How is this possible?

  • $\begingroup$ Why is average in quotation marks? $\endgroup$
    – Tweakimp
    Dec 12, 2017 at 11:00

6 Answers 6


This feels like there are probably a number of solutions all of which depend on the original statement being wilfully misleading, but how about this one?

The "average" is some sort of rolling/weighted average, where datapoints' weights depend on how long ago they are. As the new datum comes in, old weights change. Simplest example: consider a simple moving average where we take the average of the last (say) 10 points. If the oldest one in the current average is $x+10$ and a new one $x+1$ comes along, the average will decrease.
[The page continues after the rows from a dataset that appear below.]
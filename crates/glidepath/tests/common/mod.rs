//! Shared test utilities for glidepath integration tests.
//!
//! Responsibilities:
//! - Provide a hermetic binary command factory that prevents dotenv loading.
//! - Write tour fixtures to temporary files.
//!
//! Invariants / Assumptions:
//! - `GLIDEPATH_*` variables from the host never leak into the command.

use assert_cmd::Command;
use std::io::Write;
use tempfile::NamedTempFile;

/// Returns a hermetic `glidepath` command for integration testing.
pub fn glidepath_cmd() -> Command {
    let mut cmd = assert_cmd::cargo::cargo_bin_cmd!("glidepath");

    // Hermeticity: prevent loading local .env
    cmd.env("DOTENV_DISABLED", "1");

    cmd.env_remove("GLIDEPATH_CONFIG_PATH")
        .env_remove("GLIDEPATH_COLOR")
        .env_remove("GLIDEPATH_POINTER_STYLE")
        .env_remove("GLIDEPATH_KEYBOARD_NAVIGATION");

    cmd
}

/// Write `contents` to a temp file ending in `suffix` (e.g. ".json").
pub fn tour_file(suffix: &str, contents: &str) -> NamedTempFile {
    let mut file = tempfile::Builder::new()
        .suffix(suffix)
        .tempfile()
        .expect("create temp tour");
    file.write_all(contents.as_bytes()).expect("write temp tour");
    file
}
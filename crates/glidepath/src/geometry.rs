//! Layout primitives shared by the pointer renderer and page hosts.
//!
//! All coordinates are in pixels relative to the viewport's top-left corner
//! unless a type says otherwise.

/// A position in viewport space.
#[derive(Debug, Clone, Copy, PartialEq, Default)]
pub struct Point {
    pub x: f64,
    pub y: f64,
}

impl Point {
    pub const fn new(x: f64, y: f64) -> Self {
        Self { x, y }
    }

    /// Interpolate between `self` and `to` by `t` (0 ⇒ `self`, 1 ⇒ `to`).
    pub fn lerp(self, to: Point, t: f64) -> Point {
        Point::new(lerp(self.x, to.x, t), lerp(self.y, to.y, t))
    }

    pub fn offset(self, dx: f64, dy: f64) -> Point {
        Point::new(self.x + dx, self.y + dy)
    }
}

/// Linear interpolation between `a` and `b`.
pub fn lerp(a: f64, b: f64, t: f64) -> f64 {
    a + (b - a) * t
}

/// An axis-aligned box, e.g. an element's bounding client rect.
#[derive(Debug, Clone, Copy, PartialEq, Default)]
pub struct Rect {
    pub x: f64,
    pub y: f64,
    pub width: f64,
    pub height: f64,
}

impl Rect {
    pub const fn new(x: f64, y: f64, width: f64, height: f64) -> Self {
        Self {
            x,
            y,
            width,
            height,
        }
    }

    pub fn left(&self) -> f64 {
        self.x
    }

    pub fn top(&self) -> f64 {
        self.y
    }

    pub fn right(&self) -> f64 {
        self.x + self.width
    }

    pub fn bottom(&self) -> f64 {
        self.y + self.height
    }

    pub fn center(&self) -> Point {
        Point::new(self.x + self.width / 2.0, self.y + self.height / 2.0)
    }

    pub fn contains_point(&self, p: Point) -> bool {
        p.x >= self.left() && p.x < self.right() && p.y >= self.top() && p.y < self.bottom()
    }

    /// The same box moved by `(dx, dy)`.
    pub fn translate(&self, dx: f64, dy: f64) -> Rect {
        Rect::new(self.x + dx, self.y + dy, self.width, self.height)
    }
}

/// Visible area of the page.
#[derive(Debug, Clone, Copy, PartialEq, Default)]
pub struct Viewport {
    pub width: f64,
    pub height: f64,
}

impl Viewport {
    pub const fn new(width: f64, height: f64) -> Self {
        Self { width, height }
    }

    pub fn center(&self) -> Point {
        Point::new(self.width / 2.0, self.height / 2.0)
    }

    /// Whether `rect` lies entirely inside the viewport.
    pub fn contains(&self, rect: &Rect) -> bool {
        rect.top() >= 0.0
            && rect.left() >= 0.0
            && rect.bottom() <= self.height
            && rect.right() <= self.width
    }

    /// Clamp the left edge of a box `size` wide so it stays `margin` away from
    /// both horizontal edges. Boxes wider than the viewport pin to the left margin.
    pub fn clamp_x(&self, x: f64, size: f64, margin: f64) -> f64 {
        clamp_axis(x, size, margin, self.width)
    }

    /// Vertical counterpart of [`Viewport::clamp_x`].
    pub fn clamp_y(&self, y: f64, size: f64, margin: f64) -> f64 {
        clamp_axis(y, size, margin, self.height)
    }
}

fn clamp_axis(value: f64, size: f64, margin: f64, extent: f64) -> f64 {
    let max = extent - size - margin;
    if max < margin {
        margin
    } else {
        value.clamp(margin, max)
    }
}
  • $\begingroup$ Bingo! Exactly what I had in mind. $\endgroup$ Dec 12, 2017 at 10:31
  • $\begingroup$ I am new to puzzling.stackexchange and this is my first question. Can you tell me why is it being downvoted so much? Is it just the quality of the puzzle or the way it is worded? I am asking so I can keep it in mind next time. $\endgroup$ Dec 13, 2017 at 3:59
  • $\begingroup$ @Ajay This puzzle seems to be more of a "guess what I'm thinking" puzzle, that depends on information that isn't explicitly stated in the puzzle. That means that there isn't really one unambiguous answer, which is what we aim for on Puzzling. For most puzzles, once I see an answer, I think, "Oh, yes, that's obviously the correct answer." For this one, it was not at all obvious that Gareth's answer was definitively the correct answer. $\endgroup$ Dec 14, 2017 at 18:23

I failed math in school but could the series be

modular 2?

So the average (x) = 1 (or 1.#)

and x + 1 in a mod 2 system results in 0 (or 0.#)?
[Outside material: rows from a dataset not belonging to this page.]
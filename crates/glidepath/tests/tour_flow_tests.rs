//! End-to-end tours over the public API: file loading, the onboarding handle,
//! and the in-memory page host.

mod common;

use std::time::Duration;

use common::tour_file;
use glidepath::flow::{FlowEvent, FlowManager, Tour};
use glidepath::geometry::{Point, Rect, Viewport};
use glidepath::page::{MemoryPage, Page};
use glidepath::{ManualScheduler, OnboardingHandle, TriggerEvent};

const TOUR_YAML: &str = r##"
name: first-run
steps:
  - element: "#search"
    note: Type to search
  - element: "#ghost"
    note: Never shown
  - element: .profile
    note: Your account
"##;

fn page() -> MemoryPage {
    let mut page = MemoryPage::new(Viewport::new(800.0, 600.0));
    page.add_element("search", Rect::new(100.0, 100.0, 80.0, 30.0));
    page.add_element_with_classes("avatar", &["profile"], Rect::new(600.0, 40.0, 40.0, 40.0));
    page
}

fn pointer_position(handle: &OnboardingHandle) -> Option<Point> {
    handle
        .manager()
        .and_then(FlowManager::pointer)
        .map(|p| p.position())
}

#[test]
fn test_yaml_tour_runs_to_completion() {
    let file = tour_file(".yaml", TOUR_YAML);
    let tour = Tour::load(file.path()).unwrap();
    assert_eq!(tour.name.as_deref(), Some("first-run"));
    assert_eq!(tour.len(), 3);

    let mut page = page();
    let clock = ManualScheduler::new();
    let mut handle = OnboardingHandle::new(clock.clone());
    assert!(handle.start_onboarding(
        &mut page,
        tour.into_steps(),
        None,
        Some(TriggerEvent { x: 50.0, y: 50.0 }),
        None,
    ));

    assert_eq!(pointer_position(&handle), Some(Point::new(34.0, 34.0)));
    assert!(!page.scroll_enabled());
    assert_eq!(page.keyboard_listeners(), 1);

    clock.advance(Duration::from_millis(400));
    handle.tick(&mut page);
    let pointer = handle.manager().and_then(FlowManager::pointer).unwrap();
    assert!(!pointer.is_animating());
    assert!(pointer.note_revealed());
    assert_eq!(pointer.note_text(), Some("Type to search"));

    let search = page.query("#search").unwrap();
    assert!(handle.handle_event(&mut page, FlowEvent::Click(search)));
    // "#ghost" is skipped; the class selector step is next.
    assert_eq!(handle.manager().map(FlowManager::current_index), Some(2));

    clock.advance(Duration::from_millis(400));
    handle.tick(&mut page);
    let avatar = page.query(".profile").unwrap();
    assert!(handle.handle_event(&mut page, FlowEvent::Click(avatar)));

    assert!(!handle.is_running());
    assert!(page.scroll_enabled());
    assert_eq!(page.listener_count(), 0);
    assert_eq!(page.mounted_overlays(), 1);

    handle.destroy(&mut page);
    assert_eq!(page.mounted_overlays(), 0);
}

#[test]
fn test_escape_cancels_and_restart_reuses_pointer() {
    let file = tour_file(".yaml", TOUR_YAML);
    let steps = Tour::load(file.path()).unwrap().into_steps();

    let mut page = page();
    let clock = ManualScheduler::new();
    let mut handle = OnboardingHandle::new(clock.clone());
    handle.start_onboarding(&mut page, steps.clone(), None, None, None);

    assert!(handle.handle_event(&mut page, FlowEvent::Key(crossterm::event::KeyCode::Esc)));
    assert!(!handle.is_running());
    assert_eq!(page.listener_count(), 0);

    clock.advance(Duration::from_millis(400));
    handle.tick(&mut page);
    assert!(handle.start_onboarding(&mut page, steps, None, None, None));
    assert_eq!(page.mounted_overlays(), 1);
    assert_eq!(page.keyboard_listeners(), 1);
    assert_eq!(handle.manager().map(FlowManager::current_index), Some(0));
}
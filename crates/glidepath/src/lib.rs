//! Glidepath: an animated onboarding pointer and the flow that walks it
//! through a tour of on-screen elements.
//!
//! The crate is host-agnostic: tours run over any `page::Page`. The
//! `page::MemoryPage` host backs tests, and `page::TerminalPage` together
//! with `ui::PointerOverlay` renders tours in a ratatui application.

pub mod cli;
pub mod easing;
pub mod flow;
pub mod geometry;
pub mod input;
pub mod onboarding;
pub mod page;
pub mod pointer;
pub mod runtime;
pub mod scheduler;
pub mod telemetry;
pub mod ui;

pub use flow::{FlowEvent, FlowManager, Step, Tour};
pub use onboarding::{OnboardingHandle, TriggerEvent, start_onboarding};
pub use page::Page;
pub use pointer::Pointer;
pub use scheduler::{ManualScheduler, Scheduler, SystemScheduler};
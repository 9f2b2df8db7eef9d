//! Time source and frame scheduling for animations and settle timers.
//!
//! Responsibilities:
//! - Provide the monotonic clock the pointer and flow compare deadlines against.
//! - Let the renderer ask its host for another frame ("schedule next tick").
//! - Offer a manual implementation so tests drive time deterministically.
//!
//! Does NOT handle:
//! - Running the frame loop (hosts call `FlowManager::tick` / `Pointer::tick`).
//!
//! Invariants:
//! - `now()` never goes backwards.
//! - `request_frame()` is cheap and idempotent between frames.

use std::sync::Arc;
use std::sync::atomic::{AtomicBool, AtomicU64, AtomicUsize, Ordering};
use std::time::{Duration, Instant};

use tokio::sync::Notify;

/// Capability injected into the renderer for reading time and requesting frames.
pub trait Scheduler: Send + Sync {
    /// Time elapsed since the scheduler's origin.
    fn now(&self) -> Duration;

    /// Ask the host to call `tick` again on its next frame.
    fn request_frame(&self);
}

/// Wall-clock scheduler used by the terminal runtime.
#[derive(Debug)]
pub struct SystemScheduler {
    origin: Instant,
    frame_requested: AtomicBool,
    notify: Notify,
}

impl SystemScheduler {
    pub fn new() -> Arc<Self> {
        Arc::new(Self {
            origin: Instant::now(),
            frame_requested: AtomicBool::new(false),
            notify: Notify::new(),
        })
    }

    /// Consume a pending frame request, returning whether one was pending.
    pub fn take_frame_request(&self) -> bool {
        self.frame_requested.swap(false, Ordering::AcqRel)
    }

    /// Wait until a frame is requested.
    pub async fn frame_requested(&self) {
        if self.frame_requested.load(Ordering::Acquire) {
            return;
        }
        self.notify.notified().await;
    }
}

impl Scheduler for SystemScheduler {
    fn now(&self) -> Duration {
        self.origin.elapsed()
    }

    fn request_frame(&self) {
        self.frame_requested.store(true, Ordering::Release);
        self.notify.notify_one();
    }
}

/// Manually advanced clock for deterministic tests and headless embedding.
#[derive(Debug, Default)]
pub struct ManualScheduler {
    now_nanos: AtomicU64,
    frame_requests: AtomicUsize,
}

impl ManualScheduler {
    pub fn new() -> Arc<Self> {
        Arc::new(Self::default())
    }

    /// Move the clock forward by `by`.
    pub fn advance(&self, by: Duration) {
        let nanos = u64::try_from(by.as_nanos()).unwrap_or(u64::MAX);
        self.now_nanos.fetch_add(nanos, Ordering::AcqRel);
    }

    /// Total number of frame requests received so far.
    pub fn frame_requests(&self) -> usize {
        self.frame_requests.load(Ordering::Acquire)
    }

    /// Reset the frame request counter, returning the previous count.
    pub fn take_frame_requests(&self) -> usize {
        self.frame_requests.swap(0, Ordering::AcqRel)
    }
}

impl Scheduler for ManualScheduler {
    fn now(&self) -> Duration {
        Duration::from_nanos(self.now_nanos.load(Ordering::Acquire))
    }

    fn request_frame(&self) {
        self.frame_requests.fetch_add(1, Ordering::AcqRel);
    }
}

#[cfg(test)]
mod tests {
    use super::*;

    #[test]
    fn test_manual_scheduler_advances() {
        let sched = ManualScheduler::new();
        assert_eq!(sched.now(), Duration::ZERO);
        sched.advance(Duration::from_millis(16));
        sched.advance(Duration::from_millis(4));
        assert_eq!(sched.now(), Duration::from_millis(20));
    }

    #[test]
    fn test_manual_scheduler_counts_frames() {
        let sched = ManualScheduler::new();
        sched.request_frame();
        sched.request_frame();
        assert_eq!(sched.frame_requests(), 2);
        assert_eq!(sched.take_frame_requests(), 2);
        assert_eq!(sched.frame_requests(), 0);
    }

    #[test]
    fn test_system_scheduler_frame_flag() {
        let sched = SystemScheduler::new();
        assert!(!sched.take_frame_request());
        sched.request_frame();
        assert!(sched.take_frame_request());
        assert!(!sched.take_frame_request());
    }

    #[tokio::test]
    async fn test_system_scheduler_wakes_waiter() {
        let sched = SystemScheduler::new();
        let waiter = Arc::clone(&sched);
        let handle = tokio::spawn(async move { waiter.frame_requested().await });
        tokio::task::yield_now().await;
        sched.request_frame();
        tokio::time::timeout(Duration::from_secs(1), handle)
            .await
            .expect("waiter should be woken")
            .unwrap();
    }
}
  • $\begingroup$ I get what you are trying to suggest, but it would be wrong to say that the new data point added is x+1. $\endgroup$ Dec 12, 2017 at 10:30
  • $\begingroup$ @AjayBrahmakshatriya I accept that this isn't the intended answer but are you certain that "it would be wrong to say that the new data point added is x+1"? I just checked in code and 2 mod (2 + 1) = 1 so in a "2 mod" 'system' 2 added to 1 does result in 1 which is less than 2 (but like I said, I failed math in school). $\endgroup$ Dec 12, 2017 at 10:32
  • $\begingroup$ I meant that the new point being added to the series is (x+1)%2. Mathematically you are correct. I just meant that the wording of my question doesn't go with this. $\endgroup$ Dec 12, 2017 at 10:36

There are 3 kind of average : mean, modus and median.

The first average is mean, but the second average is modus or median.

Example 1,2,2,31. Average (Mean) = 9.
You add 10 to the data the data became 1,2,2,10,31
the average(median) become 2.
2 < 9

  • $\begingroup$ You are right about the fact that there are multiple kind of averages. But here I am looking only at mean. But different kind of averages is on the right path. $\endgroup$ Dec 12, 2017 at 10:08

Just to be clear, the mathematical definition of a serie does not clearly admit a mean. Probably you refer to a set of numbers, rather than a serie or even a sequence.

Assuming that, a possible solution is to be in the ring of integers modulo n. For example, in n=2. Here, the set {1} has an average of x=1. By adding x+1=2=0, we have {1,0}, and therefore we are deceasing the average to 0.5


There is my answer, this looks like not possible mathematically :

two number $a,b$ of average $x$. so $(a+b)/2 = x$
if whe add $x+1$ , the new average $y$ is $(a+b+(x+1))/3$
$a+b+x+1 = 3y$
with $a+b = 2x$ we have $2x + x + 1 = 3y $
$3x + 1 = 3y$
$x + 1/3 = y$
so $x < y$

that's seems not possible so i tried with $n$ number $(n > 0)$

at the end i have something like $y = x + 1/(n+1)$ so $x < y$ again, this probleme looks like unsolvable for me, but maybe need lateral thinking.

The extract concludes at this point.